ENTRIES PROVIDED:
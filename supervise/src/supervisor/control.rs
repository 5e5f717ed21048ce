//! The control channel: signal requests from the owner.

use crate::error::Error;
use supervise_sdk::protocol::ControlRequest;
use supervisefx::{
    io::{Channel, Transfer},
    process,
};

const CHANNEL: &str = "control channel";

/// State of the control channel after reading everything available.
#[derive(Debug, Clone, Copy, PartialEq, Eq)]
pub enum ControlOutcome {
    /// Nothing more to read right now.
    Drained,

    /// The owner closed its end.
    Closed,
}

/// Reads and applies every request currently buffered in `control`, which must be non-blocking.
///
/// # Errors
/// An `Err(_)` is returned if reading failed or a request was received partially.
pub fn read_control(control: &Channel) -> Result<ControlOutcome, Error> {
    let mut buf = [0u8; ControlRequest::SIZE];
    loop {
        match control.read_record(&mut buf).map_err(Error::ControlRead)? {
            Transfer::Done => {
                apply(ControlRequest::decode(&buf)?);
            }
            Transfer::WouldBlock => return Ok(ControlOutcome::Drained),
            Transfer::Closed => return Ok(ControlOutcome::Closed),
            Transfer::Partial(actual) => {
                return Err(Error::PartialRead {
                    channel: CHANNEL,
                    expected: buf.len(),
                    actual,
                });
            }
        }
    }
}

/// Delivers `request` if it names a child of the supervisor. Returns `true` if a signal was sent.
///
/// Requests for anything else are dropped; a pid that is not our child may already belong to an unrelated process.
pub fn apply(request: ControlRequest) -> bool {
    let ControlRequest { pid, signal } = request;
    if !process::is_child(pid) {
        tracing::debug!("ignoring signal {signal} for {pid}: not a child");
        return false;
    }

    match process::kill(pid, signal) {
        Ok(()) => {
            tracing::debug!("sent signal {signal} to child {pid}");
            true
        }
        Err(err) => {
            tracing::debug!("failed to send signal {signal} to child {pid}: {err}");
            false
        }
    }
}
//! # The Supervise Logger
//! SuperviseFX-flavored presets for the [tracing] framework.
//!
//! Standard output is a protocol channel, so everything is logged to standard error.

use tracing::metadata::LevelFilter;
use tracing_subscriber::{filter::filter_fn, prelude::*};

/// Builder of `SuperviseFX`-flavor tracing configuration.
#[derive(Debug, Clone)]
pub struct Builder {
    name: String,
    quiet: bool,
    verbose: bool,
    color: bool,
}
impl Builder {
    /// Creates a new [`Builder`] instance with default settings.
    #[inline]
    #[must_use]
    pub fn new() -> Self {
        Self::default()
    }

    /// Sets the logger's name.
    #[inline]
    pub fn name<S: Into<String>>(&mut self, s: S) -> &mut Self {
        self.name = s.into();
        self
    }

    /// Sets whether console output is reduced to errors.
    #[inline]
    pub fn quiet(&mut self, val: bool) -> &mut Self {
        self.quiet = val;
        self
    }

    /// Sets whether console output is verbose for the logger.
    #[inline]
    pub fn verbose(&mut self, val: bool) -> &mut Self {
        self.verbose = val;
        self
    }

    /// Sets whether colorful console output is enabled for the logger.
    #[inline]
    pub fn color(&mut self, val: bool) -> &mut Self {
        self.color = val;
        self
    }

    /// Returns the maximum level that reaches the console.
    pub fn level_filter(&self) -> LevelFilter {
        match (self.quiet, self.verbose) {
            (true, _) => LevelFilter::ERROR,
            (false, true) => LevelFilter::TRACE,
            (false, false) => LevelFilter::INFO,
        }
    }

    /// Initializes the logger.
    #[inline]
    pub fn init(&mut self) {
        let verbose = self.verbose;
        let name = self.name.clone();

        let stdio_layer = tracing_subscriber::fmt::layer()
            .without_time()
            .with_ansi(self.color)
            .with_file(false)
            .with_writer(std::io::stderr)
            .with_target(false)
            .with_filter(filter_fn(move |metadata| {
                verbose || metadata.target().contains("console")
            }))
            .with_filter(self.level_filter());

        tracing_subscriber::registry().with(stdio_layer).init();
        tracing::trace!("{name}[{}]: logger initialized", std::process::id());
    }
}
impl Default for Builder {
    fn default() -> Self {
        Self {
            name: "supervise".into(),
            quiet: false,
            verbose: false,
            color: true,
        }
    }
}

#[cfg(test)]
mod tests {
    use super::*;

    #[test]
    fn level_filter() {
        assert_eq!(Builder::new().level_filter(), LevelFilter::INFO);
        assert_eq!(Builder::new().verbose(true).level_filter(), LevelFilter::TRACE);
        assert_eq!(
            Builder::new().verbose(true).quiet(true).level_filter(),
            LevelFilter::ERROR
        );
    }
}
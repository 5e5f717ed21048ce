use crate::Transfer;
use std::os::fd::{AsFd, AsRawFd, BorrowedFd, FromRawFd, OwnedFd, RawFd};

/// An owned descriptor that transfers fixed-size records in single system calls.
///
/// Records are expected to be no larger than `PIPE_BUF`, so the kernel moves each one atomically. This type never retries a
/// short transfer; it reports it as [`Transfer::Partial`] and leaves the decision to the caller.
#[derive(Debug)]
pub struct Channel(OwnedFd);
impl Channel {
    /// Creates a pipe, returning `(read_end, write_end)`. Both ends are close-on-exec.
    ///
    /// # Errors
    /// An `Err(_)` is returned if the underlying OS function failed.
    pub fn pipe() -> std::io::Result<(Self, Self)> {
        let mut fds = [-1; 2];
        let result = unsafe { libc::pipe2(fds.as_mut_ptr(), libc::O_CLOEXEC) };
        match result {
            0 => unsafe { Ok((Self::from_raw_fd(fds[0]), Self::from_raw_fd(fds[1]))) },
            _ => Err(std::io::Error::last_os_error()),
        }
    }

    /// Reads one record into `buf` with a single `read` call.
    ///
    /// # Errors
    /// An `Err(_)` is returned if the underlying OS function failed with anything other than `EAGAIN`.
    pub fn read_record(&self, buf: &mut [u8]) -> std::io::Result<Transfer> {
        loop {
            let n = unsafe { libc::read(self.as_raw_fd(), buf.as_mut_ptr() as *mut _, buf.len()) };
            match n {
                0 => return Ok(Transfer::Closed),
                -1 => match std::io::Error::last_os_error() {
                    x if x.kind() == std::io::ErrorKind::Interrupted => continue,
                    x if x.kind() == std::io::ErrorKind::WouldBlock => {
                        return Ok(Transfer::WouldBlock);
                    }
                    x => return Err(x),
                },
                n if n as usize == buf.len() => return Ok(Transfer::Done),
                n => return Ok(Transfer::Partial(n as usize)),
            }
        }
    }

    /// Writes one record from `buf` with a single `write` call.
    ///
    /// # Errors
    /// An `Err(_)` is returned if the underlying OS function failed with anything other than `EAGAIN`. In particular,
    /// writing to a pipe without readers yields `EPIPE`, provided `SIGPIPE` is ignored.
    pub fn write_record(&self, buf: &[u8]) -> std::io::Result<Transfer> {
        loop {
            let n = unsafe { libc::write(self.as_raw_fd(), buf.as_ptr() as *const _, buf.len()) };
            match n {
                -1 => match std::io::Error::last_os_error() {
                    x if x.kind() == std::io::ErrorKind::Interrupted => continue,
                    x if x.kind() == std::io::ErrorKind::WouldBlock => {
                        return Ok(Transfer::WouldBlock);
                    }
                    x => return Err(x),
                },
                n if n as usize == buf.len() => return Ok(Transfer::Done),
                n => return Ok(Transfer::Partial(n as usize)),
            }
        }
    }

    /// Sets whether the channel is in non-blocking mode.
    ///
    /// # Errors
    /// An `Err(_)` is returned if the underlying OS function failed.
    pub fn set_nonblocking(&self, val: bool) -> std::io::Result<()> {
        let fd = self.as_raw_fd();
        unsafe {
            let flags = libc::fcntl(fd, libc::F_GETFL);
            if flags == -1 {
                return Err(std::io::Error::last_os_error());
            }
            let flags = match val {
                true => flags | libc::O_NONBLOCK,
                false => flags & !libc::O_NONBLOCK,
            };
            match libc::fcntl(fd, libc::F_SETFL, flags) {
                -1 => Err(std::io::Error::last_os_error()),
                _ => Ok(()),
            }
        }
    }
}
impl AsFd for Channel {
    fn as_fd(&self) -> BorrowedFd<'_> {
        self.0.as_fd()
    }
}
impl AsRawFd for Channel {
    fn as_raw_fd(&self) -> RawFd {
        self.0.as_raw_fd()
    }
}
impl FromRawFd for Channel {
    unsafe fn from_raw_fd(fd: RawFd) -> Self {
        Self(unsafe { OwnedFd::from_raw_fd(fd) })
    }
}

INSTRUCTIONS FOR THE TASK: Find each line of the data above that holds the word "crate", then copy it.

EXERCISE SOLUTION:
use crate::error::Error;
use crate::Transfer;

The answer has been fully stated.